**Problem**
How many lines in the listing below contain the string "ColumnName"? Say only the number.

** Opening Data supplied block **

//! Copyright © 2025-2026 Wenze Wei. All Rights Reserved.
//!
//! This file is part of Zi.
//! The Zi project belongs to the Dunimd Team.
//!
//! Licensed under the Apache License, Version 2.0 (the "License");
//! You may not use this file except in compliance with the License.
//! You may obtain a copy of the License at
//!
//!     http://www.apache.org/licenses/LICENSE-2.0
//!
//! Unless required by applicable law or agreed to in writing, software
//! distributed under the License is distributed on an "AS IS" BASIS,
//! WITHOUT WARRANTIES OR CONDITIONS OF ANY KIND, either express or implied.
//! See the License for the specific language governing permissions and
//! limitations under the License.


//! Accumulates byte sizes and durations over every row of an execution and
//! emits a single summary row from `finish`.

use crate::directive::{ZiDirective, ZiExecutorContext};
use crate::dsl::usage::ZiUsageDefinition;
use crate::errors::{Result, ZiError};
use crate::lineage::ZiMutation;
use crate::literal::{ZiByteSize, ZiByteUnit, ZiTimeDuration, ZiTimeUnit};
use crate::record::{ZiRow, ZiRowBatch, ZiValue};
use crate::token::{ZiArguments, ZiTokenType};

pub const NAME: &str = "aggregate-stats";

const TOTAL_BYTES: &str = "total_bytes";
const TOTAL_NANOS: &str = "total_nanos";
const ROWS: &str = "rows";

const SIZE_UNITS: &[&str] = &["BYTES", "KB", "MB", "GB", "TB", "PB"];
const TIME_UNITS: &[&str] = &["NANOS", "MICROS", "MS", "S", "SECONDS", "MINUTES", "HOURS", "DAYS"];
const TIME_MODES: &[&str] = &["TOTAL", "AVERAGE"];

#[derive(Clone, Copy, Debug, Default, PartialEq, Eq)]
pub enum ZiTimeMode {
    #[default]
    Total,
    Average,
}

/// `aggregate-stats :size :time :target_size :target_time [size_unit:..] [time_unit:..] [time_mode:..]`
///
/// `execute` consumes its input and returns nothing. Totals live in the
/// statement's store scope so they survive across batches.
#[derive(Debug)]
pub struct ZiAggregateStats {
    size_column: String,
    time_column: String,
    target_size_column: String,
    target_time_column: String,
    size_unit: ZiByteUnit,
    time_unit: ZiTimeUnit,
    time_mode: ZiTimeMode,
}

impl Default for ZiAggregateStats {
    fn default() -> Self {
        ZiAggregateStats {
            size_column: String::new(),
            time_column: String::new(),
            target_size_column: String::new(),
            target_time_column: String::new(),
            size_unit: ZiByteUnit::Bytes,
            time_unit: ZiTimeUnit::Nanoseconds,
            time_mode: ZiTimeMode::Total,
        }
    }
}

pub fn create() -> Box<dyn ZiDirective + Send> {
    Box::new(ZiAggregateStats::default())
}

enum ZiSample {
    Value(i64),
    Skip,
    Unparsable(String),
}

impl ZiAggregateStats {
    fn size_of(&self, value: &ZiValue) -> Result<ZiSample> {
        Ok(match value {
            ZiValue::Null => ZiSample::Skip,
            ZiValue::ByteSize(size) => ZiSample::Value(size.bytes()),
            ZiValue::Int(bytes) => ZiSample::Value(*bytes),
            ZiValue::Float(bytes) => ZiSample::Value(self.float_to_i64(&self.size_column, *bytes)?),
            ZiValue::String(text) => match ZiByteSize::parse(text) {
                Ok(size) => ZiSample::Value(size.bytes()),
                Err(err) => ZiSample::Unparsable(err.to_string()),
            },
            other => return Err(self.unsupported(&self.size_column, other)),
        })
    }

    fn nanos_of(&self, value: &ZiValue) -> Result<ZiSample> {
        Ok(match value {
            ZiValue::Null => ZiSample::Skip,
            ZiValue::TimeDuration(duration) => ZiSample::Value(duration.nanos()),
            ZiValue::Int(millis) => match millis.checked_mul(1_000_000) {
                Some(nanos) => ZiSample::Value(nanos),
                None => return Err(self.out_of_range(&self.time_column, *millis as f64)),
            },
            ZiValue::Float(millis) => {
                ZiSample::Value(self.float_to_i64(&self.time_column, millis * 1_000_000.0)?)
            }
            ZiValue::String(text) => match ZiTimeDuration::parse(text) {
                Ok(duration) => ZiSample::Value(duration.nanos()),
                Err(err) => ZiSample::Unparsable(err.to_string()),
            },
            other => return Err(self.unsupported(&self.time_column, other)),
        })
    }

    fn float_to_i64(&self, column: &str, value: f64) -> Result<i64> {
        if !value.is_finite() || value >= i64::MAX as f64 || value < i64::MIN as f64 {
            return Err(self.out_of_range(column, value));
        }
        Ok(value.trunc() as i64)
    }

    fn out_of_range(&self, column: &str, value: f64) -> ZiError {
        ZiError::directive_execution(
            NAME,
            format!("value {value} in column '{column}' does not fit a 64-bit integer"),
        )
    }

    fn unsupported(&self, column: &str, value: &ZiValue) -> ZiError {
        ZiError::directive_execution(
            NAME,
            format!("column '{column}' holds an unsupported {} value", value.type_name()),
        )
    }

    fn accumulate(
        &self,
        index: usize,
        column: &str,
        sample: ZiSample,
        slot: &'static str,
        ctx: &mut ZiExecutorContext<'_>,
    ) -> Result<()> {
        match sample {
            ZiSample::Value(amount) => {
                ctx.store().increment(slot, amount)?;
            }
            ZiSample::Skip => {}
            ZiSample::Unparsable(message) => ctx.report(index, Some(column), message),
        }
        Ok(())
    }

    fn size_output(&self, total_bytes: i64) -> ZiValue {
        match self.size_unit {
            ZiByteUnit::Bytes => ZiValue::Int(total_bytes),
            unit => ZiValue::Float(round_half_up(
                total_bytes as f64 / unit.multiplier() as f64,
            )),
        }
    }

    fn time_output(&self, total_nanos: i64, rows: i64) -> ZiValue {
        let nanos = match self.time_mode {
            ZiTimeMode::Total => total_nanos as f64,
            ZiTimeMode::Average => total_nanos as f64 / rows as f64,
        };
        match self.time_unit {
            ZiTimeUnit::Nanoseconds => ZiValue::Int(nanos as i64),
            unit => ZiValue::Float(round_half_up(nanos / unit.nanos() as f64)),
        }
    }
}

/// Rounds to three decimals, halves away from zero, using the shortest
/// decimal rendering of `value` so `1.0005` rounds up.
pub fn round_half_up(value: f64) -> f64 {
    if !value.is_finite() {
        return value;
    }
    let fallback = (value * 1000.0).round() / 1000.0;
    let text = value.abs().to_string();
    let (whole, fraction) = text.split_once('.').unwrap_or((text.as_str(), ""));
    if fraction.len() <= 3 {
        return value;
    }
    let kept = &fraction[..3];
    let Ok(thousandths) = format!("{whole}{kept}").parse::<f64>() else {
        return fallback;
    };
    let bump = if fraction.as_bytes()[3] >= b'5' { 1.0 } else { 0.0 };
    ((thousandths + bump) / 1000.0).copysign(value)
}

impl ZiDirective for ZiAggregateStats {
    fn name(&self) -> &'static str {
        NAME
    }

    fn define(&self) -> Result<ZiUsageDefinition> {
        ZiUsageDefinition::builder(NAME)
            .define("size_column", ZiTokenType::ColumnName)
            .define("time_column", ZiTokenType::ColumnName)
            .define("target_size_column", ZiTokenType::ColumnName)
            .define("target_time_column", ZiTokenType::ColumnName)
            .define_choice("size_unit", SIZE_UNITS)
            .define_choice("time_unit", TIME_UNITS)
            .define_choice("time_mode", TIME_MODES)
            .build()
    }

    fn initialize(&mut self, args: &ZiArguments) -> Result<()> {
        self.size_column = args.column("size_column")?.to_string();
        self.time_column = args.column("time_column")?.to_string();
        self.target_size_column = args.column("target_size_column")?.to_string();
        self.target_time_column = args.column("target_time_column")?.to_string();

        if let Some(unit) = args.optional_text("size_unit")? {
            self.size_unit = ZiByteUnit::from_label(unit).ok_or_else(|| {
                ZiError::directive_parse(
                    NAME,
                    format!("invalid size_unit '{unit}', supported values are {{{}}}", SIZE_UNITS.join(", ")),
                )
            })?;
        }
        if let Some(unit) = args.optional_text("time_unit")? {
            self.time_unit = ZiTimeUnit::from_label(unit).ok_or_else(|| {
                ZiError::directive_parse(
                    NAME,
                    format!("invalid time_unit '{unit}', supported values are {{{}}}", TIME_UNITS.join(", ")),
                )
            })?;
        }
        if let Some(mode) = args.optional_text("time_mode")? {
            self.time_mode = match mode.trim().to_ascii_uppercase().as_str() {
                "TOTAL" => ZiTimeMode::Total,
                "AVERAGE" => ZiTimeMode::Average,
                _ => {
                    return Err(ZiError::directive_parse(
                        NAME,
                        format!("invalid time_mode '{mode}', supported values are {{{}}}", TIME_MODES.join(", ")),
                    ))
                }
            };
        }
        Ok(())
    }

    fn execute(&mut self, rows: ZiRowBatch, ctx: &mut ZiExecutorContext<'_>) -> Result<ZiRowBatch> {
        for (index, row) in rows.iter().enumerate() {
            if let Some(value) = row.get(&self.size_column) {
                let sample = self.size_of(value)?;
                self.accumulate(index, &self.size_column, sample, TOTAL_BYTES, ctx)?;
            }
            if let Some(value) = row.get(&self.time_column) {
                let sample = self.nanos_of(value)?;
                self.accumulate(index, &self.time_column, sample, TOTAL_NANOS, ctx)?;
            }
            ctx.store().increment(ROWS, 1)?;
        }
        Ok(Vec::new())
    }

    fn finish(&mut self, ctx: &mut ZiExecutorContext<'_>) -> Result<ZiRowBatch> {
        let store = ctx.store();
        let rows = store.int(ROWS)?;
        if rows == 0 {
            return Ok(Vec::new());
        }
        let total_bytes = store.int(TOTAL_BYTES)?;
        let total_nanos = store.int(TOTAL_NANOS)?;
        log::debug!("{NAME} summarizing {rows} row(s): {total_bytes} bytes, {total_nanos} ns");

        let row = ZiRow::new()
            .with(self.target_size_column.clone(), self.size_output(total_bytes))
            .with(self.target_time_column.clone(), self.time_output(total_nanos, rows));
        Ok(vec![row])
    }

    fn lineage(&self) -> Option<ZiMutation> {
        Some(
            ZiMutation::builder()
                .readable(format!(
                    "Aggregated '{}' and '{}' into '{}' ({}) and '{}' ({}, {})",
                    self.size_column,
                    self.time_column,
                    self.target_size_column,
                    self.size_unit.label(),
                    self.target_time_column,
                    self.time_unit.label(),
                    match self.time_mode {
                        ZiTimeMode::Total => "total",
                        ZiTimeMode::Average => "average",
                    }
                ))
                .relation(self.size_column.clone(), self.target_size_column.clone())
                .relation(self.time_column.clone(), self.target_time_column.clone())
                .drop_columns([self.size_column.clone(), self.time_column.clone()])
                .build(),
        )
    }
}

** Closing Data supplied block **
** Opening Data supplied block **

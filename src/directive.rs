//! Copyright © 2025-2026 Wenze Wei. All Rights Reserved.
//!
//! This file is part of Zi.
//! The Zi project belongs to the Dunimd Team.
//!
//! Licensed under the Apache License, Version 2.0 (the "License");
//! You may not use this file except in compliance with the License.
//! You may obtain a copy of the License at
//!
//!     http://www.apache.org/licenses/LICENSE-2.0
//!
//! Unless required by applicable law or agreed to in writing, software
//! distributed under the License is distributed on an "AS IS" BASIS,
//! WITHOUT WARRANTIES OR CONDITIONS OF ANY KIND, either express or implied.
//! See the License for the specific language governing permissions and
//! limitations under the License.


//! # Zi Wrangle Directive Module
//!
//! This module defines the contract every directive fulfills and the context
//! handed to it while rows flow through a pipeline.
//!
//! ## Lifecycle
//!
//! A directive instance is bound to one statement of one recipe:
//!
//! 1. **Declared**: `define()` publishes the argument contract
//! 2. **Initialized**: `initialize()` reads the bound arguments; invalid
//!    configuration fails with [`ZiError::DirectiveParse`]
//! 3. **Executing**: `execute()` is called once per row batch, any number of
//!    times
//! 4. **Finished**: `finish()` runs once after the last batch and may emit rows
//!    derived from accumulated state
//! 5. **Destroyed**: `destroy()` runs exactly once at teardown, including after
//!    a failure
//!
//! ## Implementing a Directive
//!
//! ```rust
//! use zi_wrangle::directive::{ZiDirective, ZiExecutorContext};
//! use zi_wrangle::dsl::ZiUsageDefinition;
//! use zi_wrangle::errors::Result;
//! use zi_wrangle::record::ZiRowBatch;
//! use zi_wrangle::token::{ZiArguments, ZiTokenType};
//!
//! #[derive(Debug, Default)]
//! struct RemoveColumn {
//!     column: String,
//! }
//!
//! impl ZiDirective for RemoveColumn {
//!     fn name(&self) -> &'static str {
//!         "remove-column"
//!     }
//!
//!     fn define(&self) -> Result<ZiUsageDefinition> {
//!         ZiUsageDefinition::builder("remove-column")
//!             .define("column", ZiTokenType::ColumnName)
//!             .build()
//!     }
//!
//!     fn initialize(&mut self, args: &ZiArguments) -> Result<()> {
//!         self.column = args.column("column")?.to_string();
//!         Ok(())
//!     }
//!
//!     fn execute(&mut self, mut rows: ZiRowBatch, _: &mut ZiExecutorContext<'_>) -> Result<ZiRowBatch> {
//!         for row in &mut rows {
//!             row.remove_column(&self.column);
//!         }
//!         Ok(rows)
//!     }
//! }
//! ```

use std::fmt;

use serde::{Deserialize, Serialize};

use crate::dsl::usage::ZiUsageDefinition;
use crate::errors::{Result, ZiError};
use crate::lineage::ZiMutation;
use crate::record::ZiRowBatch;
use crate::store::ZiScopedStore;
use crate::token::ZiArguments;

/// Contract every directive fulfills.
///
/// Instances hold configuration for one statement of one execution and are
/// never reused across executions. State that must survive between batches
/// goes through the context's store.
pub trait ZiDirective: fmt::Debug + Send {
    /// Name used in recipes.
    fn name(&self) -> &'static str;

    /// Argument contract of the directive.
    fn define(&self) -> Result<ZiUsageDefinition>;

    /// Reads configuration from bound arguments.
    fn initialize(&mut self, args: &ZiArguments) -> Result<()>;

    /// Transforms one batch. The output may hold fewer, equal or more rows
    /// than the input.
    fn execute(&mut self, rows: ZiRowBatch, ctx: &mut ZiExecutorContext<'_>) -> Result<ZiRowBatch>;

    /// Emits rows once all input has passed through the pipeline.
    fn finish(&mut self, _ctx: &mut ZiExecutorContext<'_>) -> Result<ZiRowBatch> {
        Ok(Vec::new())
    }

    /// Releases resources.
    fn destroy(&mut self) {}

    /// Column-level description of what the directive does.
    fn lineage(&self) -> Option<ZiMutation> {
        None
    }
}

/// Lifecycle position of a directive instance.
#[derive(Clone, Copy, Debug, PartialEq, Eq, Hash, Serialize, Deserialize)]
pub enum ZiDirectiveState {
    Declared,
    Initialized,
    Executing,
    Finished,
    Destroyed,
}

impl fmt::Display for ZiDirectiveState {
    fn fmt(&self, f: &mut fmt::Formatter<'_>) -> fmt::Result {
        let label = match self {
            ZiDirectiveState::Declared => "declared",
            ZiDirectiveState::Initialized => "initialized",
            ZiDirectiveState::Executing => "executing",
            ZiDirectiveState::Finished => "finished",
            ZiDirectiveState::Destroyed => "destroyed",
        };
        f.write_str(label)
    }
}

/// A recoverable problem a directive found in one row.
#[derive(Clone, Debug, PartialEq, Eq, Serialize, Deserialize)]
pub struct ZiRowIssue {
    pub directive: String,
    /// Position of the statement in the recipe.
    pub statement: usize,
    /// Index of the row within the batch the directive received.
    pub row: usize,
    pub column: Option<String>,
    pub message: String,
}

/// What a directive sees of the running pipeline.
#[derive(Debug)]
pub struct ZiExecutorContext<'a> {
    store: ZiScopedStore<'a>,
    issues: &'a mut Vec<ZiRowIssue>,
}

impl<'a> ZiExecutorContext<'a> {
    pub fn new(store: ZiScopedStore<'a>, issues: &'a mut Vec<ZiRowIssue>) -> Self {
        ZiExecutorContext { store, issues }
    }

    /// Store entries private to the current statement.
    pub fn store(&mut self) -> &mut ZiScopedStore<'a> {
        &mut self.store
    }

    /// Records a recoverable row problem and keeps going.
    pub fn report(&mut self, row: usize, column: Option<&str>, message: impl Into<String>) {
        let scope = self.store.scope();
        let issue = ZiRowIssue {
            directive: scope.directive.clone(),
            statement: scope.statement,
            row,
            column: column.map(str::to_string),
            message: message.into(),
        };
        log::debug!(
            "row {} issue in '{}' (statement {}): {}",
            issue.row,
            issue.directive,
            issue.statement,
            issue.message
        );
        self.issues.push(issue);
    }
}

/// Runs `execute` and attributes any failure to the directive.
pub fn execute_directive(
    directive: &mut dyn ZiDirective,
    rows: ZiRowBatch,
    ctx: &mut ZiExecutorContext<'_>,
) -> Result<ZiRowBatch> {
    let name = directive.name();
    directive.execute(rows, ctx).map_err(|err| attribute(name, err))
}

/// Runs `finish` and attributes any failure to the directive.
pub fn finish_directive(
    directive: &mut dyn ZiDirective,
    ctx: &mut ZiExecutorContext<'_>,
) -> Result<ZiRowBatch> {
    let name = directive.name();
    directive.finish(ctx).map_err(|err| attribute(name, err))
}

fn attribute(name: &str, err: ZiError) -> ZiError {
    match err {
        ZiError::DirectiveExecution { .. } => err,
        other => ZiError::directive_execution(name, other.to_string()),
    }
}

** Closing Data supplied block **

**Answer below**
5